WHAT YOU ARE ASKED TO DO:
Reproduce word for word the lines between those holding "let cell = if" and "let ids = self.store.ids();", inclusive, and nothing else from the data below.

======== DATASET EXTRACT

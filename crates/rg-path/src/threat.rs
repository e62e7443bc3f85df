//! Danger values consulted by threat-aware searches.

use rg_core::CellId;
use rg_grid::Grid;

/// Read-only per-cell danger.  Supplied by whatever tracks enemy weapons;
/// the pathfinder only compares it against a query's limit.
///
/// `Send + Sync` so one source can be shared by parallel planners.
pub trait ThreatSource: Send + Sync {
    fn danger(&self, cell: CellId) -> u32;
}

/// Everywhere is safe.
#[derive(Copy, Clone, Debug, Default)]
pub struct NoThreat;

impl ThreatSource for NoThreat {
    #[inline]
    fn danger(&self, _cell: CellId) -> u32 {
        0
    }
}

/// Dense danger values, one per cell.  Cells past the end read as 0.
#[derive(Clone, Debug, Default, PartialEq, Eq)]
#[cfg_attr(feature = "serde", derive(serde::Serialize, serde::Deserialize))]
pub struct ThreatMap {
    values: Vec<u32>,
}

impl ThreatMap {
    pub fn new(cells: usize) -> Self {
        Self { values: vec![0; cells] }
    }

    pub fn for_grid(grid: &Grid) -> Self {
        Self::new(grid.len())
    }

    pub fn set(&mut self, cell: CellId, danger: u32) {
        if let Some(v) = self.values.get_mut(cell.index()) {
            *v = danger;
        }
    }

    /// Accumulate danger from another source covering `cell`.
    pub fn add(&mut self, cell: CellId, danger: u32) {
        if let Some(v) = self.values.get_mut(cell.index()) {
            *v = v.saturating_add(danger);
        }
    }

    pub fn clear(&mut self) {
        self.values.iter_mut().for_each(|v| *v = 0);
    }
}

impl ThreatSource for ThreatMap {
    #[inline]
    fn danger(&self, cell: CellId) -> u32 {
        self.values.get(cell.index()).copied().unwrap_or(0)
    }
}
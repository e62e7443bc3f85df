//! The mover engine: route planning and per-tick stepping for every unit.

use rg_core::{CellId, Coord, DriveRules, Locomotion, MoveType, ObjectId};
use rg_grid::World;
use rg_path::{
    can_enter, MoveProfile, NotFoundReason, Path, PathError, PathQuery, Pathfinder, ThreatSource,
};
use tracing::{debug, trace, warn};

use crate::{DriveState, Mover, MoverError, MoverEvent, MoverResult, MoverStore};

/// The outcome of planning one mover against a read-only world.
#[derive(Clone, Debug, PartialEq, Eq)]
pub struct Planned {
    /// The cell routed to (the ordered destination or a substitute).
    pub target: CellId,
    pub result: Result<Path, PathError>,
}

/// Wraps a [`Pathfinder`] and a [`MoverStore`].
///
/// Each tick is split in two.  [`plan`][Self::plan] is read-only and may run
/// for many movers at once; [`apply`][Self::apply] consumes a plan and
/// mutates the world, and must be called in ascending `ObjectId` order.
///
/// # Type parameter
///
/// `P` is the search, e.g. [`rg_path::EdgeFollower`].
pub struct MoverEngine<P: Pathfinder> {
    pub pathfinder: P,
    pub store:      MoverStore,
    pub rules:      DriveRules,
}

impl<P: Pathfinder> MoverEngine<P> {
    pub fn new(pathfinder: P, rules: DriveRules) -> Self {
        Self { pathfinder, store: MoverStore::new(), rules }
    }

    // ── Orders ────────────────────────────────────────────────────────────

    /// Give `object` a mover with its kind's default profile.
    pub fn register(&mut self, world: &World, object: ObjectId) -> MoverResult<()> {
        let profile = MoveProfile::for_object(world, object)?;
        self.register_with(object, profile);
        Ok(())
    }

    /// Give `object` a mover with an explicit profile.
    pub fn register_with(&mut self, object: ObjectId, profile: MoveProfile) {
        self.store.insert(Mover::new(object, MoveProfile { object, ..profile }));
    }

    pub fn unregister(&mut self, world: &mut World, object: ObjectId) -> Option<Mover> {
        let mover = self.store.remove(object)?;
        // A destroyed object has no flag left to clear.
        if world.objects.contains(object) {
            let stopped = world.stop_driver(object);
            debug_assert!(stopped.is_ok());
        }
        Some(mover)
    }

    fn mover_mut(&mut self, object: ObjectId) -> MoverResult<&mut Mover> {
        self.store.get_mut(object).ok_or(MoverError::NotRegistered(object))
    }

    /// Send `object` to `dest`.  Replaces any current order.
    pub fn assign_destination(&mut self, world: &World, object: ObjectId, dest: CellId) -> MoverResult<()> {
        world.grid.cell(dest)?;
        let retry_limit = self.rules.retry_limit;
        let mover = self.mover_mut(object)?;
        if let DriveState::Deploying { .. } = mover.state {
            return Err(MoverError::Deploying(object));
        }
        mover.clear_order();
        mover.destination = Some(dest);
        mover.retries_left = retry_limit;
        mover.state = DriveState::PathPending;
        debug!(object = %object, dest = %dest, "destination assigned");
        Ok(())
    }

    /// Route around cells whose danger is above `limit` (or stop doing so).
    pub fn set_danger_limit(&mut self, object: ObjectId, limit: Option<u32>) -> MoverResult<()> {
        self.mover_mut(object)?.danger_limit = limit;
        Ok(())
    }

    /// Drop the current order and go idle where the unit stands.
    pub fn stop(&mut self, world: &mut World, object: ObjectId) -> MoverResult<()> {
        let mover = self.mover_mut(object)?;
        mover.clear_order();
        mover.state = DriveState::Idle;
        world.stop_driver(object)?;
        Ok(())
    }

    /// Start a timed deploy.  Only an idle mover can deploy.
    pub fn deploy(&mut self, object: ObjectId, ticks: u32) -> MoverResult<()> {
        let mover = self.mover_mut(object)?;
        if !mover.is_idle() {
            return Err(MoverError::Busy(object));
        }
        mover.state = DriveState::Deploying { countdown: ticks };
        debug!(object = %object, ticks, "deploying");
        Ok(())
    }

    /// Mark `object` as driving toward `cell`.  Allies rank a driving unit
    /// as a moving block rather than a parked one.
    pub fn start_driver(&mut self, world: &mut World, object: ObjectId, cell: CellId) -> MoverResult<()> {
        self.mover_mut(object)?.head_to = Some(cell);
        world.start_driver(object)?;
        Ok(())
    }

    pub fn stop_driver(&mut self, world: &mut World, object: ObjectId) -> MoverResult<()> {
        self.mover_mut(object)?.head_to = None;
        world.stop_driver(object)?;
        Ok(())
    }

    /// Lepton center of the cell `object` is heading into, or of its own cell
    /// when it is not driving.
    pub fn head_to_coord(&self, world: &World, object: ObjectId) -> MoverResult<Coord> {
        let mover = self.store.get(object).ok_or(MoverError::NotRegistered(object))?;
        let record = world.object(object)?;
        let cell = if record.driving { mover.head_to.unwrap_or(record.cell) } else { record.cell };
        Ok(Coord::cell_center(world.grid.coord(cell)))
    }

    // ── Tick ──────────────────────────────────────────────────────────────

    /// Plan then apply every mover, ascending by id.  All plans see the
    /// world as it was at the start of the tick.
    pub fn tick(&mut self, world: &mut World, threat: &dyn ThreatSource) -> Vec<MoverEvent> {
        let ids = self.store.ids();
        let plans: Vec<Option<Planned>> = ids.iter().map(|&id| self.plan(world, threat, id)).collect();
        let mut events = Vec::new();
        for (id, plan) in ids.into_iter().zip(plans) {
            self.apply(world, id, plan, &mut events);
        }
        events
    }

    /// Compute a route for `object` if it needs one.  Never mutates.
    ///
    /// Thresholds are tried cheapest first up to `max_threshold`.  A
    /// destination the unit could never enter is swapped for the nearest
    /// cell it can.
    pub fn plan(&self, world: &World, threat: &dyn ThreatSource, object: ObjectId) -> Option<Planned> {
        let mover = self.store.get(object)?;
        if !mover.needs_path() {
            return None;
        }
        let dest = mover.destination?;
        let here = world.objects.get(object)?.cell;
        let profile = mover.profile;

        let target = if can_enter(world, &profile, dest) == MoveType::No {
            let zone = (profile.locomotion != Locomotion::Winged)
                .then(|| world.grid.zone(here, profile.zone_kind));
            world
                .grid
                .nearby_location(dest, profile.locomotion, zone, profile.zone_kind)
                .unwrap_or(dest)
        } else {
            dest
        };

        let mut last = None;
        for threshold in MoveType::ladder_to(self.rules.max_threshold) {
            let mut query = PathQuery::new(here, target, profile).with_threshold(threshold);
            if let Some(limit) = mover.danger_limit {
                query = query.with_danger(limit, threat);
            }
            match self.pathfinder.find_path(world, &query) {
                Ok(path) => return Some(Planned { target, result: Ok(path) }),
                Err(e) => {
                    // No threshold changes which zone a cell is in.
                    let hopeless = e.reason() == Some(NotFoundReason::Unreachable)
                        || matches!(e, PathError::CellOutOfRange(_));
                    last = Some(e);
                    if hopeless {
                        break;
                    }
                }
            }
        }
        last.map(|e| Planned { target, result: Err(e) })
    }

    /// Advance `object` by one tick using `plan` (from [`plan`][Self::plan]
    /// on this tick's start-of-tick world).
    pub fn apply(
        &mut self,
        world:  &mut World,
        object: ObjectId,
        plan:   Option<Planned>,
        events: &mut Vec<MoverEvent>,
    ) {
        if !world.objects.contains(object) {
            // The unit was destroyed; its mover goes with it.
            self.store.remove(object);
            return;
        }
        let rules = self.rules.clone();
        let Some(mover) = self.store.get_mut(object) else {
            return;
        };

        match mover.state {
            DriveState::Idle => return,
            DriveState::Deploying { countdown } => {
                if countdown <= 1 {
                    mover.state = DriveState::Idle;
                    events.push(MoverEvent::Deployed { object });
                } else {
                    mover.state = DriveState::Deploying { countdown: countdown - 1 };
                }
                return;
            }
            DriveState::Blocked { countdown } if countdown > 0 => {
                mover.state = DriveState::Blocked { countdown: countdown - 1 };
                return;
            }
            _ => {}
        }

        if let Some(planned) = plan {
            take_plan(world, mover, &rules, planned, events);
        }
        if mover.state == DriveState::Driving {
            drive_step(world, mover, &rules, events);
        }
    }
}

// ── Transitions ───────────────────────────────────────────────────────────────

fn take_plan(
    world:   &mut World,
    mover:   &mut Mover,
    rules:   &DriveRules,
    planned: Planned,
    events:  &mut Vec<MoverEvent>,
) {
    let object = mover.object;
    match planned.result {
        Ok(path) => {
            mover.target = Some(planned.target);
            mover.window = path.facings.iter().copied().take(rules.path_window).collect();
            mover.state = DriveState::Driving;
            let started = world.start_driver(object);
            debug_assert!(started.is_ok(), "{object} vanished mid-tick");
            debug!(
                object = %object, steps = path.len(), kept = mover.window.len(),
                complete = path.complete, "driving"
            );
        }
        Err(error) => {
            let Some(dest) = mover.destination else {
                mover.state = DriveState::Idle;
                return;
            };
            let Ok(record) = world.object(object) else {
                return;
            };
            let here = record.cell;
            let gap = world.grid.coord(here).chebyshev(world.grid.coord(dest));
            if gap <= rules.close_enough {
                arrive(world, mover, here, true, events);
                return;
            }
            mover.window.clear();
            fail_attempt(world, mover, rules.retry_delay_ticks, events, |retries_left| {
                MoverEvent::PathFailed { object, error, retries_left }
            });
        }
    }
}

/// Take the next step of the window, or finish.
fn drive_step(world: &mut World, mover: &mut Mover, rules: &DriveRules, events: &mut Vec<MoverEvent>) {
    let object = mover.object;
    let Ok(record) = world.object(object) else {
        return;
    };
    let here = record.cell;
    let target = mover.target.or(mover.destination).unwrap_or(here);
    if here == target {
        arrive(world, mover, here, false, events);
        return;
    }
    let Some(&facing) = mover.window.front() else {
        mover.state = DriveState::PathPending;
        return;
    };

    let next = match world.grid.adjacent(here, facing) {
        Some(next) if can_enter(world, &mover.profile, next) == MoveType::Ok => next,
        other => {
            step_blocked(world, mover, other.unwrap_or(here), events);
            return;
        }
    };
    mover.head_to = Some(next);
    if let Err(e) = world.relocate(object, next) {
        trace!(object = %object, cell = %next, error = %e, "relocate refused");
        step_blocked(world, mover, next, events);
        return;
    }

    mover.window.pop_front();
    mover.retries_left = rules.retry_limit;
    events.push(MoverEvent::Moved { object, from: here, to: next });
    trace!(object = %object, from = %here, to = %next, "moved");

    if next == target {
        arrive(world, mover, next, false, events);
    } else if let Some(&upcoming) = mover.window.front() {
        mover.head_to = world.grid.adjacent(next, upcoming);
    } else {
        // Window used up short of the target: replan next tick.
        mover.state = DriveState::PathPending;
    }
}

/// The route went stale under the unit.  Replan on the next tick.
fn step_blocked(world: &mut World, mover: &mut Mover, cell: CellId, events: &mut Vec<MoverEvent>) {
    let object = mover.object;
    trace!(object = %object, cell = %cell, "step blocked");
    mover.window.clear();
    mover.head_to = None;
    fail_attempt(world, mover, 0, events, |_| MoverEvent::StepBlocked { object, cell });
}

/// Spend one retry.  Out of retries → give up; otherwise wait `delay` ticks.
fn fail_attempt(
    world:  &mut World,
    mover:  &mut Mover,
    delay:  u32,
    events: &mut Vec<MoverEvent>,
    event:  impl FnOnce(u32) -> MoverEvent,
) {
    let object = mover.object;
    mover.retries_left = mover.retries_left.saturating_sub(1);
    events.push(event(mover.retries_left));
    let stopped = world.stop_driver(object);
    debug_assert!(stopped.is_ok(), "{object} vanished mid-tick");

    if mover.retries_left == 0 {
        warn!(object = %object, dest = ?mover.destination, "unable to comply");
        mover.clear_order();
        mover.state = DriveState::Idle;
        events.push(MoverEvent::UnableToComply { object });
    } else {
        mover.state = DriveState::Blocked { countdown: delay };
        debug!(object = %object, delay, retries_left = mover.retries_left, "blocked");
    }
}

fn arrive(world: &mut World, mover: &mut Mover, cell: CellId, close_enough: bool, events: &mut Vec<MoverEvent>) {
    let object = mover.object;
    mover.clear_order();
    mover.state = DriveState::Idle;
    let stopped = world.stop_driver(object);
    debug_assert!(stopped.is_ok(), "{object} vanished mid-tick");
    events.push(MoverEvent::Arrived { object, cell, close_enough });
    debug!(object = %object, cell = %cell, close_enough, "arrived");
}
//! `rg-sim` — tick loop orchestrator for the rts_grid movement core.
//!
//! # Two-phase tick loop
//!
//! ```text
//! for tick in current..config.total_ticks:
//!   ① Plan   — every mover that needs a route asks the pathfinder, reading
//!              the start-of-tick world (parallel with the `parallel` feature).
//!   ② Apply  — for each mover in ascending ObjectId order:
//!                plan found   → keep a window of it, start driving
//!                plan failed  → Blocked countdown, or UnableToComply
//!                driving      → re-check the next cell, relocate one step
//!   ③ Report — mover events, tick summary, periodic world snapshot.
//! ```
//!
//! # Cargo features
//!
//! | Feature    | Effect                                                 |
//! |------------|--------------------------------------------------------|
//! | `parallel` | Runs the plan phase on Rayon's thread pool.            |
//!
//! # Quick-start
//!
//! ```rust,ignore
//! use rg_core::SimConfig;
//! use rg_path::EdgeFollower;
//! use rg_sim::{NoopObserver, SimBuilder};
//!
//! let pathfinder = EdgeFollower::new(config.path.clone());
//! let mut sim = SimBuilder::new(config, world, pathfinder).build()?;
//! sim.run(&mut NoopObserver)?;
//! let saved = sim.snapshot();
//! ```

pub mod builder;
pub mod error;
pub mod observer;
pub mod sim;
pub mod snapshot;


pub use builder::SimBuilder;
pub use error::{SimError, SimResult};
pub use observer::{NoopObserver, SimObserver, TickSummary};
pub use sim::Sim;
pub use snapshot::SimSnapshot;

================
======== DATASET EXTRACT

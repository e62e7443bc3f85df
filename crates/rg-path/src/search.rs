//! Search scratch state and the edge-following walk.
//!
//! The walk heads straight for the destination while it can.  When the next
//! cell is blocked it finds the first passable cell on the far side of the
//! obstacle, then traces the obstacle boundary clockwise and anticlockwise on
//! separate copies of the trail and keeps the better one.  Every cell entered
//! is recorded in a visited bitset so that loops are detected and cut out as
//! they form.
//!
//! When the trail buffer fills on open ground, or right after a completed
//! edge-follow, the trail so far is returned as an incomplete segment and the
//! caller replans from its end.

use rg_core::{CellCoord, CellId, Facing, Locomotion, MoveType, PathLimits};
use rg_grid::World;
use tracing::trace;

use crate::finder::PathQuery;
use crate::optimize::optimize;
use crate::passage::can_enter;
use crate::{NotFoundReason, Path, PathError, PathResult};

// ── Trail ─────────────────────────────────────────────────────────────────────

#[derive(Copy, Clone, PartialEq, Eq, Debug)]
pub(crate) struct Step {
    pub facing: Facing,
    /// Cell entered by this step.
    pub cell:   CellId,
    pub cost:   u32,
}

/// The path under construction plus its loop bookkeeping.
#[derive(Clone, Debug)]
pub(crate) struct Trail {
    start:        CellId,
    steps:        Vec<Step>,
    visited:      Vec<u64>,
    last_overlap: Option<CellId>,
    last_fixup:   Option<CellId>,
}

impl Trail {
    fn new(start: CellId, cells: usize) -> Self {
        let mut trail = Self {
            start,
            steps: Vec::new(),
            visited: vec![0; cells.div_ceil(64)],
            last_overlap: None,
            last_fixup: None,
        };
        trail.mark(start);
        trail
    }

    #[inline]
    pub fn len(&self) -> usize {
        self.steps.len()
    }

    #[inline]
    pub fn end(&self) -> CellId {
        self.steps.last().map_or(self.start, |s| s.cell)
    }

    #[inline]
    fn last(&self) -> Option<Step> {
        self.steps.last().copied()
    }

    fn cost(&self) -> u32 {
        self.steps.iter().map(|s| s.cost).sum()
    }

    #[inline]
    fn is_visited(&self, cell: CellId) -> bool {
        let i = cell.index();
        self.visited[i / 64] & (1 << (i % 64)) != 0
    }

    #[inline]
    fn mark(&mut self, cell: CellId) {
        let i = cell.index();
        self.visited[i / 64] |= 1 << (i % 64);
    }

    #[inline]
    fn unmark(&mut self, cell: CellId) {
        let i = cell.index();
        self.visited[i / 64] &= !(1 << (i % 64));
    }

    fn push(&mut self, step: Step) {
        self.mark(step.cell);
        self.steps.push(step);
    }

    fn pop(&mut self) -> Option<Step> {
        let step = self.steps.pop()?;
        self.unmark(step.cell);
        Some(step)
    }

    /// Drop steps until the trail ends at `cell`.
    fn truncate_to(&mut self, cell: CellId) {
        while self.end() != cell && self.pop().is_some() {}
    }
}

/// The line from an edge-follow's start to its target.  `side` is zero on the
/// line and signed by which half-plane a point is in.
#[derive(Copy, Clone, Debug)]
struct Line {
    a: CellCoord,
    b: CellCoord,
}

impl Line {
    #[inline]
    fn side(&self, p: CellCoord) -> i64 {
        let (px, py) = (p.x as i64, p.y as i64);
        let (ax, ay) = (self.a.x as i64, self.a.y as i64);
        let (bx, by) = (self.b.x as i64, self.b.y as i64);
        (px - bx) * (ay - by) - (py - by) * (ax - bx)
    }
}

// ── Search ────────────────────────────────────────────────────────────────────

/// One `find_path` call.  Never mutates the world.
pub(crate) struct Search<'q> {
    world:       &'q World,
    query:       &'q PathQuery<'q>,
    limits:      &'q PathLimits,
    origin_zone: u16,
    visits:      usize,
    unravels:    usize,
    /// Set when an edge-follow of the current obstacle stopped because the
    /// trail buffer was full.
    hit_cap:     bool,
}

================

COMPLETED TASK:
        let cell = if record.driving { mover.head_to.unwrap_or(record.cell) } else { record.cell };
        Ok(Coord::cell_center(world.grid.coord(cell)))
    }

    // ── Tick ──────────────────────────────────────────────────────────────

    /// Plan then apply every mover, ascending by id.  All plans see the
    /// world as it was at the start of the tick.
    pub fn tick(&mut self, world: &mut World, threat: &dyn ThreatSource) -> Vec<MoverEvent> {
        let ids = self.store.ids();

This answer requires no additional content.